Le vieux parti de centre-droit fondé en 1981 par le président Jordi Pujol et réformé par Carles Puigdemont en 2017 est sur le point de faire imploser le gouvernement catalan présidé par l’indépendantiste de gauche Pere Aragonès. Le centre-droit, Junts et la gauche ERC, frères ennemis sur l’échiquier politique depuis 50 ans, sont obligés de gouverner ensemble au nom du processus indépendantiste.
Le problème réside dans le fait que les deux mouvements sont sur la même cible électorale : les 2 millions de Catalans qui votent pour le projet séparatiste. Croche-pieds, coups tordus, éditos incendiaires dans les journaux, fuites dans la presse : pas un jour ne passe sans que la guerre larvée entre les deux compétiteurs ne fasse de nouvelles victimes.
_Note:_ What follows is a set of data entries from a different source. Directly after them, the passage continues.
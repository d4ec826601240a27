//! Preset library: the operations a front end drives
//!
//! Wraps an [`EntityStore`] with the owner profile, preset editing, import
//! and export. Failures the user should see are also published as
//! [`Alert`]s so a UI can show them without threading every error through
//! its own state.

use std::path::{Path, PathBuf};
use tokio::sync::broadcast;
use tracing::{debug, info, warn};

use crate::builder::{BuiltPreset, GraphBuilder};
use crate::config::AppConfig;
use crate::constants::seed;
use crate::dedup;
use crate::error::{LibraryError, StoreError, TransferError};
use crate::model::{
    ColorEntity, EffectValue, EntityKind, NewColor, NewUser, Preset, PresetDetails, PresetId, User,
    UserId,
};
use crate::naming::NameGenerator;
use crate::store::{
    EntityStore, JsonFileBackend, PresetFilter, PresetWatch, SortOrder, Transaction, UserFilter,
};
use crate::thumbnail;
use crate::transfer::{self, ExportedFile, PendingImport, PresetRecord};

const ALERT_CAPACITY: usize = 64;

/// User-facing failure notice
#[derive(Debug, Clone, PartialEq, Eq)]
pub enum Alert {
    SaveFailed(String),
    DecodeFailed(String),
    AccessDenied(String),
}

impl Alert {
    pub fn message(&self) -> &str {
        match self {
            Alert::SaveFailed(message)
            | Alert::DecodeFailed(message)
            | Alert::AccessDenied(message) => message,
        }
    }

    fn for_transfer(err: &TransferError) -> Option<Self> {
        match err {
            TransferError::Decode(_) => Some(Alert::DecodeFailed(err.to_string())),
            TransferError::AccessDenied(_) | TransferError::Io { .. } => {
                Some(Alert::AccessDenied(err.to_string()))
            }
            TransferError::Store(StoreError::Save(_)) => Some(Alert::SaveFailed(err.to_string())),
            TransferError::Encode(_) | TransferError::WorkerLost | TransferError::Store(_) => None,
        }
    }
}

/// What to do with the owner's icon on a profile edit
#[derive(Debug, Clone, Default, PartialEq)]
pub enum IconUpdate {
    #[default]
    Keep,
    Replace(Vec<u8>),
    Remove,
}

#[derive(Debug, Clone, Default, PartialEq)]
pub struct ProfileUpdate {
    pub name: Option<String>,
    pub is_from_countryside: Option<bool>,
    pub icon: IconUpdate,
}

/// Text setting fields to change; `None` leaves a field as it is
#[derive(Debug, Clone, Default, PartialEq)]
pub struct TextUpdate {
    pub text: Option<String>,
    pub size: Option<f64>,
    pub weight: Option<f64>,
}
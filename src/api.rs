use actix_web::{
    error::JsonPayloadError,
    get, post,
    web::{self, Data},
    HttpRequest, HttpResponse, Responder,
};
use rust_decimal::Decimal;
use serde::{Deserialize, Serialize};

use crate::{
    db,
    errors::{ApiError, AppError},
    form::{PaymentBackend, SUBMIT_FALLBACK},
    payment::{self, PaymentStatus},
    structs::{NewTenant, PaymentRequest, PaymentView},
    AppState,
};

const DEFAULT_PAYMENT_LIMIT: i64 = 50;
const MAX_PAYMENT_LIMIT: i64 = 500;

/// Malformed JSON bodies get the same `{error}` shape as every other failure.
pub fn json_config() -> web::JsonConfig {
    web::JsonConfig::default().error_handler(|err: JsonPayloadError, _req: &HttpRequest| {
        log::warn!("Rejected JSON payload: {}", err);
        ApiError::from(AppError::Validation(format!("Invalid request body: {}", err))).into()
    })
}

#[get("/api/tenants")]
pub async fn list_tenants_handler(state: Data<AppState>) -> Result<impl Responder, ApiError> {
    let tenants = db::get_all_tenants(&state).await.map_err(|e| {
        log::error!("Failed to get tenants: {}", e);
        AppError::DatabaseError(e)
    })?;
    Ok(HttpResponse::Ok().json(tenants))
}

#[post("/api/tenants")]
pub async fn create_tenant_handler(
    state: Data<AppState>,
    web::Json(body): web::Json<NewTenant>,
) -> Result<impl Responder, ApiError> {
    let tenant = db::create_tenant(&state, body).await?;
    Ok(HttpResponse::Created().json(tenant))
}

#[derive(Deserialize)]
pub struct PaymentListQuery {
    limit: Option<i64>,
}

#[get("/api/payments")]
pub async fn list_payments_handler(
    state: Data<AppState>,
    query: web::Query<PaymentListQuery>,
) -> Result<impl Responder, ApiError> {
    let limit = query
        .limit
        .unwrap_or(DEFAULT_PAYMENT_LIMIT)
        .clamp(1, MAX_PAYMENT_LIMIT);
    let payments = db::get_recent_payments(&state, limit).await.map_err(|e| {
        log::error!("Failed to get payments: {}", e);
        AppError::DatabaseError(e)
    })?;
    let views: Vec<PaymentView> = payments.into_iter().map(PaymentView::from).collect();
    Ok(HttpResponse::Ok().json(views))
}

#[post("/api/payments")]
pub async fn create_payment_handler(
    state: Data<AppState>,
    web::Json(body): web::Json<PaymentRequest>,
) -> Result<impl Responder, ApiError> {
    let payment = state.record_payment(body).await.map_err(|e| {
        log::warn!("Payment not recorded: {}", e);
        ApiError::from(e).or_server_message(SUBMIT_FALLBACK)
    })?;
    Ok(HttpResponse::Created().json(payment))
}

#[derive(Deserialize)]
pub struct StatusQuery {
    #[serde(default)]
    tenant_id: String,
    #[serde(default)]
    amount: String,
}

/// Echoes the inputs it was computed for, so a page can discard answers to
/// requests it has since superseded.
#[derive(Serialize)]
pub struct StatusResponse {
    pub tenant_id: String,
    pub amount: String,
    pub status: Option<PaymentStatus>,
    pub message: Option<String>,
    pub badge_class: Option<&'static str>,
}

/// Badge preview for the payment form while the user types.
#[get("/api/payments/status")]
pub async fn payment_status_handler(
    state: Data<AppState>,
    query: web::Query<StatusQuery>,
) -> Result<impl Responder, ApiError> {
    let tenant = match query.tenant_id.trim().parse::<i64>() {
        Ok(id) => db::get_tenant_by_id(&state, id).await?,
        Err(_) => None,
    };
    let paid = payment::parse_amount(&query.amount).unwrap_or(Decimal::ZERO);

    let response = match (payment::status_for(tenant.as_ref(), paid), tenant) {
        (Some(status), Some(tenant)) => StatusResponse {
            tenant_id: query.tenant_id.clone(),
            amount: query.amount.clone(),
            status: Some(status),
            message: Some(status.label(tenant.rent_amount_kes)),
            badge_class: Some(status.badge_class()),
        },
        _ => StatusResponse {
            tenant_id: query.tenant_id.clone(),
            amount: query.amount.clone(),
            status: None,
            message: None,
            badge_class: None,
        },
    };
    Ok(HttpResponse::Ok().json(response))
}
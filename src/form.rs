//! Payment entry form controller.
//!
//! Holds the draft the user is typing, the tenant list it picks from and the
//! selection derived from it. Rendering is left to the templates; this module
//! only decides what they show and what gets submitted.

use std::str::FromStr;

use actix_web::ResponseError;
use async_trait::async_trait;
use chrono::NaiveDate;
use rust_decimal::Decimal;
use serde::{Deserialize, Serialize};

use crate::{
    errors::AppError,
    payment::{self, Badge, PaymentStatus},
    structs::{Payment, PaymentRequest, Tenant},
};

pub const SUBMIT_SUCCESS: &str = "Payment recorded successfully";
pub const SUBMIT_FALLBACK: &str = "Failed to record payment";

/// Where the form gets its tenants from and sends its payments to.
#[async_trait]
pub trait PaymentBackend {
    async fn list_tenants(&self) -> Result<Vec<Tenant>, AppError>;
    async fn record_payment(&self, request: PaymentRequest) -> Result<Payment, AppError>;
}

#[derive(Debug, Clone, PartialEq, Eq, Serialize)]
pub struct PaymentDraft {
    pub tenant_id: String,
    pub amount: String,
    pub date: String,
    pub notes: String,
}

impl PaymentDraft {
    pub fn new(today: NaiveDate) -> Self {
        PaymentDraft {
            tenant_id: String::new(),
            amount: String::new(),
            date: today.format(payment::DATE_FORMAT).to_string(),
            notes: String::new(),
        }
    }
}

#[derive(Debug, Clone, Copy, PartialEq, Eq)]
pub enum Field {
    TenantId,
    Amount,
    Date,
    Notes,
}

impl FromStr for Field {
    type Err = AppError;

    fn from_str(s: &str) -> Result<Self, Self::Err> {
        match s {
            "tenantId" | "tenant_id" => Ok(Field::TenantId),
            "amount" => Ok(Field::Amount),
            "date" => Ok(Field::Date),
            "notes" => Ok(Field::Notes),
            other => Err(AppError::Validation(format!("Unknown form field: {}", other))),
        }
    }
}

#[derive(Debug, Clone, PartialEq, Eq, Serialize, Deserialize)]
#[serde(tag = "kind", content = "message", rename_all = "snake_case")]
pub enum Notice {
    Success(String),
    Failure(String),
}

impl Notice {
    pub fn message(&self) -> &str {
        match self {
            Notice::Success(m) | Notice::Failure(m) => m,
        }
    }

    pub fn is_success(&self) -> bool {
        matches!(self, Notice::Success(_))
    }
}

#[derive(Debug, Clone)]
pub struct PaymentForm {
    draft: PaymentDraft,
    tenants: Vec<Tenant>,
    selected: Option<Tenant>,
    loading: bool,
}

impl PaymentForm {
    pub fn new(today: NaiveDate) -> Self {
        PaymentForm {
            draft: PaymentDraft::new(today),
            tenants: Vec::new(),
            selected: None,
            loading: true,
        }
    }

    /// Builds the form and requests the tenant list.
    pub async fn mount<B>(backend: &B, today: NaiveDate) -> Self
    where
        B: PaymentBackend + ?Sized,
    {
        let mut form = PaymentForm::new(today);
        form.tenants_loaded(backend.list_tenants().await);
        form
    }

    /// A failed tenant request leaves the form usable with an empty list.
    pub fn tenants_loaded(&mut self, result: Result<Vec<Tenant>, AppError>) {
        self.tenants = result.unwrap_or_else(|e| {
            log::warn!("Failed to load tenants, continuing with none: {}", e);
            Vec::new()
        });
        self.loading = false;
        self.refresh_selection();
    }

    pub fn change(&mut self, field: Field, value: &str) {
        match field {
            Field::TenantId => {
                self.draft.tenant_id = value.to_owned();
                self.refresh_selection();
            }
            Field::Amount => self.draft.amount = value.to_owned(),
            Field::Date => self.draft.date = value.to_owned(),
            Field::Notes => self.draft.notes = value.to_owned(),
        }
    }

    fn refresh_selection(&mut self) {
        let wanted = self.draft.tenant_id.trim().parse::<i64>().ok();
        self.selected = wanted.and_then(|id| self.tenants.iter().find(|t| t.id == id).cloned());
    }

    pub fn draft(&self) -> &PaymentDraft {
        &self.draft
    }

    pub fn tenants(&self) -> &[Tenant] {
        &self.tenants
    }

    pub fn selected_tenant(&self) -> Option<&Tenant> {
        self.selected.as_ref()
    }

    pub fn is_loading(&self) -> bool {
        self.loading
    }

    pub fn can_submit(&self) -> bool {
        !self.loading
    }

    pub fn status(&self) -> Option<PaymentStatus> {
        let paid = payment::parse_amount(&self.draft.amount).unwrap_or(Decimal::ZERO);
        payment::status_for(self.selected.as_ref(), paid)
    }

    pub fn badge(&self) -> Option<Badge> {
        let tenant = self.selected.as_ref()?;
        self.status().map(|status| Badge::new(status, tenant.rent_amount_kes))
    }

    pub fn request(&self) -> PaymentRequest {
        let amount_paid = if self.draft.amount.trim().is_empty() {
            None
        } else {
            payment::parse_amount(&self.draft.amount)
        };
        PaymentRequest {
            tenant_id: self.draft.tenant_id.trim().parse().ok(),
            amount_paid,
            date_paid: self.draft.date.clone(),
            notes: Some(self.draft.notes.clone()),
        }
    }

    /// Sends the draft. Success resets the form; failure leaves every field
    /// as the user typed it.
    pub async fn submit<B>(&mut self, backend: &B, today: NaiveDate) -> Notice
    where
        B: PaymentBackend + ?Sized,
    {
        let outcome = backend.record_payment(self.request()).await;
        self.apply_outcome(outcome, today)
    }

    pub fn apply_outcome(
        &mut self,
        outcome: Result<Payment, AppError>,
        today: NaiveDate,
    ) -> Notice {
        match outcome {
            Ok(payment) => {
                log::info!("Payment {} recorded for tenant {}", payment.id, payment.tenant_id);
                self.draft = PaymentDraft::new(today);
                self.selected = None;
                Notice::Success(SUBMIT_SUCCESS.to_owned())
            }
            Err(e) => {
                log::warn!("Payment submission rejected: {}", e);
                if e.status_code().is_server_error() {
                    Notice::Failure(SUBMIT_FALLBACK.to_owned())
                } else {
                    Notice::Failure(e.to_string())
                }
            }
        }
    }
}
Mais, cette semaine, la bataille est montée jusqu’au plus haut sommet des institutions catalanes : contre le président de la Generalitat Pere Aragonès et son gouvernement.
Changements de stratégies
En 2017, la stratégie indépendantiste était claire : désobéir à l’État espagnol, monter un référendum interdit par Madrid et déclarer l’indépendance. Face au fiasco de l’opération (nul soutien international et peine de prison pour tous), la gauche indépendantiste ERC change de stratégie et pense qu’il faut négocier activement avec Madrid quitte à soutenir le gouvernement socialiste de Pedro Sanchez. Junts sous l’influence de Carles Puigdemont croit au contraire qu’il faut continuer à mettre la pression à l’Espagne en multipliant les provocations.
Le 14 février 2021, la stratégie d’ERC a été validée d’une courte tête lors des élections catalanes où le parti est arrivé légèrement devant Junts. Pere Aragonès était légitime pour devenir le nouveau président de la Catalogne. Faute de majorité parlementaire, il lui faudrait le soutien de Junts qui occuperait la moitié des ministères.
La bataille au plus haut niveau des institutions
14 mois plus tard, l’aile la plus radicale de Junts attaque violemment Pere Aragonès : soit il ressuscite le processus indépendantiste, soit il y aura une tentative de destitution par le parlement via le système de question de confiance. Il faudra moins de 24 heures au chef du gouvernement pour expulser jordi Puigneró, le vice-président de l’exécutif et homme fort de Junts. Pere Aragonès le tient pour responsable de la menace de la question de confiance. Ainsi, le président de la Generalitat montre la porte de sortie à Junts.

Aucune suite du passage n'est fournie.